Selective importing from flat file to SQL table

Homerboy

Lifer
Mar 1, 2000
30,856
4,974
126
I have a very large flat file that needs to be imported to a SQL table nightly (2.5M+ rows).

Much of this data I don't need.

I'd like to selectively limit which rows are actually imported based off the value of the "TRANS_DATE" column. Basically I don't care about anything prior to 2005... so something like "....WHERE TRANS_DATE < '2005-01-01' I know would be my normal query, but doing this via flat file import in SSIS, I'm not sure how to do that limitation.

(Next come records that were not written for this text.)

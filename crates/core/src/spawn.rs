//! Spawn module - previewed ball drops
//!
//! Each turn announces where the next balls will land (the preview). At the
//! end of a turn without a collapse the preview is resolved: entries whose
//! cell is still empty land there, the others are carried over to random free
//! cells, and the total is topped up or truncated to the drop count.

use rand::seq::index;
use rand::Rng;
use serde::Serialize;
use tracing::debug;

use crate::board::Board;
use crate::rng::{pick_index, random_ball};
use crate::types::{Ball, Pos};

/// A ball that drops onto `pos` at the end of the current turn.
#[derive(Debug, Clone, Copy, PartialEq, Eq, Hash, Serialize)]
pub struct PreviewEntry {
    pub pos: Pos,
    pub ball: Ball,
}

/// Announce up to `count` drops on distinct empty cells.
pub fn build_preview<R: Rng + ?Sized>(
    board: &Board,
    count: usize,
    colors: u8,
    rng: &mut R,
) -> Vec<PreviewEntry> {
    build_preview_excluding(board, count, colors, &[], rng)
}

/// Like [`build_preview`], but never picks a cell listed in `reserved`.
pub fn build_preview_excluding<R: Rng + ?Sized>(
    board: &Board,
    count: usize,
    colors: u8,
    reserved: &[Pos],
    rng: &mut R,
) -> Vec<PreviewEntry> {
    let candidates: Vec<Pos> = board
        .empty_positions()
        .into_iter()
        .filter(|pos| !reserved.contains(pos))
        .collect();

    let amount = count.min(candidates.len());
    index::sample(rng, candidates.len(), amount)
        .into_iter()
        .map(|i| PreviewEntry {
            pos: candidates[i],
            ball: random_ball(rng, colors),
        })
        .collect()
}

/// Drop the previewed balls; returns how many were placed.
///
/// Places exactly `min(count, empty cells)` balls.
pub fn resolve_preview<R: Rng + ?Sized>(
    board: &mut Board,
    preview: &[PreviewEntry],
    count: usize,
    colors: u8,
    rng: &mut R,
) -> usize {
    let mut placed = 0;
    let mut carried = Vec::new();

    for entry in preview {
        if placed == count {
            break;
        }
        if board.place(entry.pos, entry.ball).is_ok() {
            placed += 1;
        } else {
            carried.push(entry.ball);
        }
    }

    let remaining = count - placed;
    carried.truncate(remaining);
    while carried.len() < remaining {
        carried.push(random_ball(rng, colors));
    }

    let carried_len = carried.len();
    for ball in carried {
        if !place_on_random_empty(board, ball, rng) {
            break;
        }
        placed += 1;
    }

    debug!(placed, carried = carried_len, "preview resolved");
    placed
}

/// Put `count` fresh random balls on random empty cells; returns how many fit.
pub fn place_random<R: Rng + ?Sized>(
    board: &mut Board,
    count: usize,
    colors: u8,
    rng: &mut R,
) -> usize {
    let mut placed = 0;
    for _ in 0..count {
        let ball = random_ball(rng, colors);
        if !place_on_random_empty(board, ball, rng) {
            break;
        }
        placed += 1;
    }
    placed
}

fn place_on_random_empty<R: Rng + ?Sized>(board: &mut Board, ball: Ball, rng: &mut R) -> bool {
    let empty = board.empty_positions();
    if empty.is_empty() {
        return false;
    }
    let pos = empty[pick_index(rng, empty.len())];
    board.place(pos, ball).is_ok()
}
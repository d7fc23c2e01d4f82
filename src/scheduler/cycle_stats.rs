//! Engine-owned statistics and flag structures exchanged with the
//! scheduler.
//!
//! The scheduler reads increment statistics out of [`CycleState`] and
//! writes back only the documented flags. All timestamps are microsecond
//! readings of the engine's hires clock; scan times are summed across GC
//! threads.

/// Statistics for one marking increment (a global mark increment, or the
/// mark portion of a mark-sweep-compact partial collection).
#[derive(Debug, Clone, Copy, Default)]
pub struct MarkStats {
    pub bytes_scanned: usize,
    pub bytes_card_clean: usize,
    /// Total time all threads spent scanning, in microseconds.
    pub scan_time_us: u64,
    pub start_time: u64,
    pub end_time: u64,
}

/// Statistics for one copy-forward partial collection.
#[derive(Debug, Clone, Copy, Default)]
pub struct CopyForwardStats {
    /// The copy-forward ran out of survivor space and fell back to
    /// in-place collection.
    pub aborted: bool,
    pub eden_evacuate_region_count: usize,
    pub non_eden_evacuate_region_count: usize,
    pub eden_survivor_region_count: usize,
    pub non_eden_survivor_region_count: usize,
    /// Bytes left unevacuated in Eden when the copy-forward aborted.
    pub scan_bytes_eden: usize,
    /// Bytes left unevacuated outside Eden when the copy-forward aborted.
    pub scan_bytes_non_eden: usize,
    pub scan_bytes_total: usize,
    pub bytes_card_clean: usize,
    pub copy_bytes_total: usize,
    pub copy_discard_bytes_total: usize,
    /// Bytes moved by external compaction during this increment.
    pub external_compact_bytes: usize,
    /// Survivor regions recorded by the engine for this collection.
    pub survivor_set_region_count: usize,
    pub start_time: u64,
    pub end_time: u64,
    /// Time spent clearing region references, in microseconds. Excluded
    /// from the copy-forward throughput measurement.
    pub clear_from_region_references_time_us: u64,
}

/// Statistics for the concurrent portion of a global mark phase.
#[derive(Debug, Clone, Copy, Default)]
pub struct ConcurrentMarkStats {
    pub bytes_scanned: usize,
    /// Total work time across concurrent mark workers, in nanoseconds.
    pub total_work_time_ns: u64,
}

/// Per-increment statistics, tagged by the kind of collection that
/// produced them.
#[derive(Debug, Clone, Copy)]
pub enum IncrementStats {
    PgcCopyForward(CopyForwardStats),
    PgcMarkSweepCompact(MarkStats),
    Gmp(MarkStats),
}

impl IncrementStats {
    /// Bytes that count as scan work for the rate estimator, and the time
    /// spent producing them.
    pub fn scan_work(&self) -> (usize, u64) {
        match self {
            IncrementStats::PgcCopyForward(cf) => {
                let elapsed = cf.end_time.saturating_sub(cf.start_time);
                (cf.scan_bytes_total + cf.bytes_card_clean, elapsed)
            }
            IncrementStats::PgcMarkSweepCompact(mark) | IncrementStats::Gmp(mark) => {
                (mark.bytes_scanned + mark.bytes_card_clean, mark.scan_time_us)
            }
        }
    }
}

/// Whole-cycle statistics reported when a global mark phase completes.
#[derive(Debug, Clone, Copy, Default)]
pub struct GmpCycleStats {
    /// Mark statistics accumulated across all increments of the cycle.
    pub incremental_mark: MarkStats,
    /// Statistics for concurrent marking performed between increments.
    pub concurrent_mark: ConcurrentMarkStats,
}

/// Why the next partial collection was forced to mark-sweep-compact.
#[derive(Debug, Clone, Copy, PartialEq, Eq, Default)]
pub enum MarkCompactReason {
    #[default]
    None,
    /// No scan-rate history exists yet; a mark-sweep-compact collection is
    /// needed to calibrate the estimator.
    Calibration,
}

/// The slice of the engine's cycle state the scheduler reads and writes.
#[derive(Debug, Clone, Copy)]
pub struct CycleState {
    pub increment_stats: IncrementStats,
    /// Set by the scheduler: the next partial collection should evacuate
    /// by copying.
    pub should_run_copy_forward: bool,
    /// Set by the scheduler alongside forcing `should_run_copy_forward`
    /// off.
    pub reason_for_mark_compact_pgc: MarkCompactReason,
}

impl CycleState {
    pub fn new(increment_stats: IncrementStats) -> Self {
        CycleState {
            increment_stats,
            should_run_copy_forward: true,
            reason_for_mark_compact_pgc: MarkCompactReason::None,
        }
    }
}

/// Hints handed to the heap-resizing logic after each partial collection.
#[derive(Debug, Clone, Copy, Default)]
pub struct HeapSizingData {
    /// Total GMP work time in microseconds (never 0 once published).
    pub gmp_time: u64,
    pub pgc_count_since_gmp_end: usize,
    pub avg_pgc_time_us: u64,
    /// Average mutator interval between the end of one partial collection
    /// and the start of the next, in microseconds.
    pub avg_pgc_interval_us: u64,
    /// Bytes reserved for Eden plus the projected survivor set.
    pub reserved_size: usize,
    /// Free tenure estimate. Written by the engine right before a partial
    /// collection begins; the scheduler leaves it untouched.
    pub free_tenure: usize,
}
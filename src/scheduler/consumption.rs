//! Region consumption tracking across partial collections.

use crate::util::math;

/// Tracks how many reclaimable regions each partial collection consumes,
/// for the total reclaimable set and for the defragment-reclaimable
/// subset.
///
/// Consumption may be negative when a collection recovers more than an
/// Eden's worth of memory, so the rates are signed.
#[derive(Debug, Clone, Default)]
pub struct ConsumptionEstimator {
    previous_reclaimable_regions: usize,
    previous_defragment_reclaimable_regions: usize,
    region_consumption_rate: f64,
    defragment_region_consumption_rate: f64,
}

impl ConsumptionEstimator {
    pub fn new() -> Self {
        Self::default()
    }

    /// Fold the post-collection reclaimable counts into the consumption
    /// rates.
    ///
    /// A zero previous count means this is the first partial collection
    /// after a global mark phase; the mark changed reclaimability
    /// non-linearly, so that sample only re-establishes the baseline.
    pub fn measure(
        &mut self,
        current_reclaimable_regions: usize,
        current_defragment_reclaimable_regions: usize,
        historic_weight: f64,
    ) {
        if self.previous_reclaimable_regions == 0 {
            debug!("consumption: no previous reclaimable baseline, sample discarded");
        } else {
            let regions_consumed =
                self.previous_reclaimable_regions as f64 - current_reclaimable_regions as f64;
            self.region_consumption_rate = math::weighted_average(
                self.region_consumption_rate,
                regions_consumed,
                historic_weight,
            );
            trace!(
                "consumption: consumed {} (prev {} cur {}), rate {}",
                regions_consumed,
                self.previous_reclaimable_regions,
                current_reclaimable_regions,
                self.region_consumption_rate
            );
        }
        self.previous_reclaimable_regions = current_reclaimable_regions;

        if self.previous_defragment_reclaimable_regions == 0 {
            debug!("consumption: no previous defragment baseline, sample discarded");
        } else {
            let defragment_regions_consumed = self.previous_defragment_reclaimable_regions as f64
                - current_defragment_reclaimable_regions as f64;
            self.defragment_region_consumption_rate = math::weighted_average(
                self.defragment_region_consumption_rate,
                defragment_regions_consumed,
                historic_weight,
            );
        }
        self.previous_defragment_reclaimable_regions = current_defragment_reclaimable_regions;
    }

    /// Re-establish the baselines without measuring consumption (after a
    /// global collection, or when a global mark phase invalidated the
    /// estimates).
    pub fn reset_baselines(&mut self, reclaimable_regions: usize, defragment_reclaimable_regions: usize) {
        self.previous_reclaimable_regions = reclaimable_regions;
        self.previous_defragment_reclaimable_regions = defragment_reclaimable_regions;
    }

    /// Clear the total-reclaimable baseline so the next sample is treated
    /// as the first after a global mark phase.
    pub fn invalidate_reclaimable_baseline(&mut self) {
        self.previous_reclaimable_regions = 0;
    }

    pub fn region_consumption_rate(&self) -> f64 {
        self.region_consumption_rate
    }

    pub fn defragment_region_consumption_rate(&self) -> f64 {
        self.defragment_region_consumption_rate
    }

    pub fn previous_reclaimable_regions(&self) -> usize {
        self.previous_reclaimable_regions
    }

    pub fn previous_defragment_reclaimable_regions(&self) -> usize {
        self.previous_defragment_reclaimable_regions
    }
}
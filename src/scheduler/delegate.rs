//! The scheduling facade the collection engine drives.
//!
//! One `SchedulingDelegate` exists per collector instance; the engine
//! invokes its callbacks at stop-the-world and increment boundaries, never
//! concurrently. The callback cycle is:
//!
//! ```text
//! heap_reconfigured*  get_initial_taxation_threshold
//! (  { partial_garbage_collect_started ; partial_garbage_collect_completed }
//!  | { global_mark_cycle_start ; { global_mark_increment_completed }+ ;
//!      global_mark_phase_completed ; global_mark_cycle_end }
//!  | { global_garbage_collect_completed }
//! )*
//! ```
//!
//! with `get_increment_work` and `get_next_taxation_threshold` consulted
//! between increments. Every callback is wait-free; bad samples (clock
//! skew, zero denominators) are discarded and the prior averages stay in
//! place, so no callback has a failure mode the engine must handle.

use std::sync::Arc;

use crate::scheduler::consumption::ConsumptionEstimator;
use crate::scheduler::copy_forward::CopyForwardEstimator;
use crate::scheduler::cycle_stats::{
    CycleState, GmpCycleStats, HeapSizingData, IncrementStats, MarkCompactReason,
};
use crate::scheduler::defragment::DefragmentModel;
use crate::scheduler::eden::{EdenProjection, EdenSizer};
use crate::scheduler::kickoff::GmpKickoffPlanner;
use crate::scheduler::occupancy::HeapOccupancyModel;
use crate::scheduler::scan_rate::ScanRateEstimator;
use crate::scheduler::taxation::TaxationScheduler;
use crate::util::constants::{INITIAL_GLOBAL_MARK_INCREMENT_MILLIS, INITIAL_PARTIAL_GC_OVERHEAD,
    INTERVAL_SANITY_CAP_US, PGC_TIME_SANITY_CAP_MS};
use crate::util::conversions;
use crate::util::heap::region::{HeapView, RegionData};
use crate::util::math;
use crate::util::options::Options;

/// Fraction of the first Eden assumed to survive, seeding the survivor-set
/// average before any copy-forward has run.
const INITIAL_SURVIVOR_SET_EDEN_FRACTION: f64 = 0.3;

/// Mutator threads may be idle while concurrent marking runs, so
/// concurrent work is charged at half weight in the GMP overhead.
const CONCURRENT_WORK_OVERHEAD_WEIGHT: f64 = 0.5;
options! {
    /// Number of GC threads participating in marking. Scan-time figures are
    /// normalized by this before being turned into wall-clock estimates.
    threads:               usize [env_var: true, command_line: true]  [|v: &usize| *v > 0] = num_cpus::get(),
    /// Numerator of the PGC:GMP interleaving ratio. The ratio must be of
    /// the form 1:n or n:1.
    tarok_pgc_to_gmp_numerator: usize [env_var: true, command_line: true] [|v: &usize| *v > 0] = 1,
    /// Denominator of the PGC:GMP interleaving ratio.
    tarok_pgc_to_gmp_denominator: usize [env_var: true, command_line: true] [|v: &usize| *v > 0] = 1,
    /// Interleave global mark increments between partial collections. When
    /// false every taxation point is a partial collection.
    tarok_enable_incremental_gmp: bool [env_var: true, command_line: true] [always_valid] = true,
    /// Number of GMP taxation points skipped before a global mark phase
    /// kicks off. `usize::MAX` selects automatic kickoff planning.
    tarok_gmp_intermission: usize [env_var: true, command_line: true] [always_valid] = usize::MAX,
    /// Recompute the GMP intermission after every partial collection so the
    /// mark phase completes just before the heap is exhausted.
    tarok_automatic_gmp_intermission: bool [env_var: true, command_line: true] [always_valid] = true,
    /// Allow copy-forward partial collections.
    tarok_pgc_should_copy_forward: bool [env_var: true, command_line: true] [always_valid] = true,
    /// Allow mark-sweep-compact partial collections.
    tarok_pgc_should_mark_compact: bool [env_var: true, command_line: true] [always_valid] = false,
    /// Safety margin subtracted from the projected collections remaining
    /// before GMP kickoff. Recomputed from the heap census unless
    /// `tarok_force_kickoff_headroom_in_bytes` is set.
    tarok_kickoff_headroom_in_bytes: usize [env_var: true, command_line: true] [always_valid] = 0,
    /// Kickoff headroom as a percentage of estimated free memory.
    tarok_kickoff_headroom_region_rate: usize [env_var: true, command_line: true] [|v: &usize| *v <= 100] = 2,
    /// Keep `tarok_kickoff_headroom_in_bytes` fixed instead of deriving it.
    tarok_force_kickoff_headroom_in_bytes: bool [env_var: true, command_line: true] [always_valid] = false,
    /// Lower bound on the ideal Eden size in bytes. 0 derives the bound
    /// from heap geometry on `heap_reconfigured`.
    tarok_ideal_eden_minimum_bytes: usize [env_var: true, command_line: true] [always_valid] = 0,
    /// Upper bound on the ideal Eden size in bytes. 0 derives the bound
    /// from heap geometry on `heap_reconfigured`.
    tarok_ideal_eden_maximum_bytes: usize [env_var: true, command_line: true] [always_valid] = 0,
    /// The user pinned the minimum Eden size (Xmn/Xmns); percent-of-heap
    /// clamping is bypassed for the lower bound.
    tarok_eden_minimum_specified: bool [env_var: true, command_line: true] [always_valid] = false,
    /// The user pinned the maximum Eden size (Xmn/Xmnx); percent-of-heap
    /// clamping is bypassed for the upper bound.
    tarok_eden_maximum_specified: bool [env_var: true, command_line: true] [always_valid] = false,
    /// Fixed duration of a global mark increment in milliseconds. 0 lets
    /// the scheduler derive it from recent partial collection times.
    tarok_global_mark_increment_time_millis: usize [env_var: true, command_line: true] [always_valid] = 0,
    /// Floor on the scan-byte target handed to a global mark increment.
    tarok_minimum_gmp_work_target_bytes: usize [env_var: true, command_line: true] [|v: &usize| *v > 0] = BYTES_IN_MBYTE,
    /// Emptiness a region must exceed to be selected for defragmentation.
    /// 0 derives the threshold from copy-forward history.
    tarok_defragment_emptiness_threshold: f64 [env_var: true, command_line: true] [unit_interval] = 0.0,
    /// Derive the defragment emptiness threshold automatically from the
    /// observed emptiness of copy-forwarded regions.
    tarok_automatic_defragment_emptiness_threshold: bool [env_var: true, command_line: true] [always_valid] = false,
    /// Target maximum partial collection pause in milliseconds; drives the
    /// pause half of the hybrid overhead function.
    tarok_target_max_pause_time: usize [env_var: true, command_line: true] [|v: &usize| *v > 0] = 200,
    /// Weight applied when attributing concurrent marking work to the GMP
    /// scan-time cost.
    tarok_concurrent_marking_cost_weight: f64 [env_var: true, command_line: true] [unit_interval] = 0.05,
    /// Lower edge of the acceptable GC overhead band. Below it Eden is
    /// considered oversized.
    dnss_expected_time_ratio_minimum: f64 [env_var: true, command_line: true] [unit_interval] = 0.02,
    /// Upper edge of the acceptable GC overhead band. Above it Eden is
    /// considered undersized.
    dnss_expected_time_ratio_maximum: f64 [env_var: true, command_line: true] [unit_interval] = 0.05,
    /// Initial heap size in bytes, used when interpolating the startup-phase
    /// Eden size between the minimum and maximum heap.
    initial_memory_size: usize [env_var: true, command_line: true] [always_valid] = 0,
    /// Maximum heap size in bytes. 0 means unbounded; the heap is then
    /// never considered fully expanded.
    memory_max: usize [env_var: true, command_line: true] [always_valid] = 0,
    /// Soft maximum heap size in bytes; takes precedence over `memory_max`
    /// for the fully-expanded check when non-zero.
    soft_mx: usize [env_var: true, command_line: true] [always_valid] = 0,
    /// Historic weight for scan-rate samples taken from global mark
    /// increments. GMP samples dominate the estimate since the scan rate
    /// mostly serves GMP duration prediction.
    scan_rate_historic_weight_gmp: f64 [env_var: true, command_line: true] [unit_interval] = 0.50,
    /// Historic weight for scan-rate samples taken from mark-sweep-compact
    /// partial collections.
    scan_rate_historic_weight_pgc: f64 [env_var: true, command_line: true] [unit_interval] = 0.95,
    /// Historic weight for the partial collection pause average.
    pgc_time_historic_weight: f64 [env_var: true, command_line: true] [unit_interval] = 0.80,
    /// Historic weight for the partial collection interval average.
    pgc_interval_historic_weight: f64 [env_var: true, command_line: true] [unit_interval] = 0.50,
    /// Historic weight for region-consumption rates.
    consumption_historic_weight: f64 [env_var: true, command_line: true] [unit_interval] = 0.80,
    /// Historic weight for the macro defragmentation work average.
    defragment_work_historic_weight: f64 [env_var: true, command_line: true] [unit_interval] = 0.80,
    /// Historic weight for the partial collection overhead average.
    pgc_overhead_historic_weight: f64 [env_var: true, command_line: true] [unit_interval] = 0.50,
    /// Historic weight for copy-forward byte and survivor averages.
    copy_forward_historic_weight: f64 [env_var: true, command_line: true] [unit_interval] = 0.50,
    /// Historic weight for the incremental scan time accumulated per GMP
    /// cycle.
    incremental_scan_time_historic_weight: f64 [env_var: true, command_line: true] [unit_interval] = 0.50,
    /// Historic weight for the bytes scanned concurrently per GMP cycle.
    concurrent_bytes_historic_weight: f64 [env_var: true, command_line: true] [unit_interval] = 0.50,
}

The idea here is to both speed up the import (even if a little) and speed up queries on the table (this will cut the table down to nearly have the size)


Thanks in advance.
 

Markbnj

Elite Member <br>Moderator Emeritus
Moderator
Sep 16, 2005
15,682
13
81
www.markbetz.net
You can use the import data wizard in SQL Server Management Studio to set up the import from the flat file, and then somewhere in the advanced tab you'll see an option to edit the query. You can open the query and add a where clause that will do what you want.
 

brandonbull

Diamond Member
May 3, 2005
6,330
1,203
126
I would import all the data into a staging table and then use SQL to move only the needed data over to your table. Truncate the staging table before each load.
 

Homerboy

Lifer
Mar 1, 2000
30,856
4,974
126
I would import all the data into a staging table and then use SQL to move only the needed data over to your table. Truncate the staging table before each load.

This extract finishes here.